Sebelumnya, tersangka YLA juga meminta uang Rp40 juta rupiah. Uang tersebut digunakan untuk menutup pemberitaan media massa serta untuk biaya pengacara keluarga korban pencabulan. Selanjutnya uang dari MF diberikan kepada FDY kemudian diserahkan kepada YLA.
“Dari total Rp40 juta tadi, FYD menerima Rp3 juta. Rp15 juta diberikan YLA digunakan untuk membayar pengacara. Dan Rp22 juta rupiah digunakan sendiri oleh YLA,” ungkap Andi.
Karena uang sebesar Rp40 juta sudah diserahkan kepada FDY dan ternyata perkara tidak kunjung selesai, serta di media masih ada berita maka pihak pengurus pondok menanyakan kepada YLA dan FDY.
Untuk menjawab pertanyaan tersebut, YLA membuat skenario dengan mengirimkan pesan melalui WA, berisikan ‘Perkara sudah P18 satu kali lagi pemeriksaan sudah P19 dan tersangka akan dilakukan penahanan dan hingga kini berusaha agar tidak sampai P19’. ‘Info dari Polres segera bakan ada press release sekaligus penetapan tersangka’.

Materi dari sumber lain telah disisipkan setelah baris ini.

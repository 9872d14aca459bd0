//! # Registry Infrastructure
//!
//! - **QueueRegistry**: which queues are stubbed, with at-most-once attachment per queue
//! - **HandlerFactory**: resolves handler descriptors from settings into handlers
//!
//! ```text
//! Registry Infrastructure
//! ├── QueueRegistry    (queue name -> attached stub consumer)
//! └── HandlerFactory   (descriptor -> handler instance)
//! ```

pub mod attachment;
pub mod handler_factory;

pub use attachment::{AttachedQueue, AttachmentStats, QueueRegistry};
pub use handler_factory::{HandlerConstructor, HandlerFactory};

Kemudian YLA dan FDY juga membuat skenario melalui WA, dengan cara YLA menyuruh FDY untuk menyimpan nomer telpon YLA dan menamainya dengan nomor keluarga korban pencabulan.
Lalu dikirmkan pesan WA berisikan, ‘Keluarga korban minta uang sebesar Rp120 juta sebagai kompensasi dan jika tidak segera di penuhi maka perkara akan di laporkan ke Polda dan melarang pihak pondok berhubungan langsung dengan keluarga korban namun harus melalui FDY’.
“Skenario tersebut dilakukan untuk membuat pengurus Ponpes ketakutan, bahwa perkaranya akan disediakan lebih banyak lagi dan pengurus Ponpes yang dilaporkan akan ditahan. Akhirnya korban mau menuruti permintaan tersangka,” ujarnya.
Karena panik, pengurus Ponpes meminta agar bertemu dan mencari solusi jalan terbaik. Selanjutnya YLA bertemu dengan pengurus pondok dan dalam pertemuan tersebut YLA mengajukan rincian biaya.
Rincian biayanya untuk korban Rp180 juta, biaya untuk penyelesaian perkara di Polres Rp150 juta dan pemulihan nama baik melalui media Rp10 juta, sehingga total biayanya Rp340 juta.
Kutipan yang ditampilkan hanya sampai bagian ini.